Data shown:
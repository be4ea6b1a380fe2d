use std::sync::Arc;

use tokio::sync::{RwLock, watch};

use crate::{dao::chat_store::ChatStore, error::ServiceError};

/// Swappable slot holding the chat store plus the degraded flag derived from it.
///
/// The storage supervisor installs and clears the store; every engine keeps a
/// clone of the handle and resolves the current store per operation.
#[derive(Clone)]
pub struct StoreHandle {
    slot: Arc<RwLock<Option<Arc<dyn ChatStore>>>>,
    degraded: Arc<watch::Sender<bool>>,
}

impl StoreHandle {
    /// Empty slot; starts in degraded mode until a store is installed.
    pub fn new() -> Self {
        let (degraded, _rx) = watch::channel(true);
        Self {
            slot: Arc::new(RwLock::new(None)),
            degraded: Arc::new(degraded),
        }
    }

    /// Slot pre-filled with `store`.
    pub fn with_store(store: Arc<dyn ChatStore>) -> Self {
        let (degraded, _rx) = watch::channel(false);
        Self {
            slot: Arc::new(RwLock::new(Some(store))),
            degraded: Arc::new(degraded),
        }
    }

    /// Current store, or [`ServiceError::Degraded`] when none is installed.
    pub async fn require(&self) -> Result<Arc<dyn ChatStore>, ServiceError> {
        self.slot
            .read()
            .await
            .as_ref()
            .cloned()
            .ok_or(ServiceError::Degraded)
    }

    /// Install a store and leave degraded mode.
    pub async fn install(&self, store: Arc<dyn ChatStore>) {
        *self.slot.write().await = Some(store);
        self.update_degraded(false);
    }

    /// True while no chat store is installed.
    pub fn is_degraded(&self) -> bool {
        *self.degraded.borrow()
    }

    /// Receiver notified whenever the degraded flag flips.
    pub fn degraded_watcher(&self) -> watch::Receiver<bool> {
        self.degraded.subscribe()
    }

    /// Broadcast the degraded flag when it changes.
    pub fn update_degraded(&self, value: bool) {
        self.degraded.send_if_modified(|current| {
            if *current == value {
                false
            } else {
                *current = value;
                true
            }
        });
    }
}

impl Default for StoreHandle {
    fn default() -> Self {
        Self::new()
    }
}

Directions for this task: The count alone is needed: how many lines of these entries contain the word "Receiver"?

Task output: 2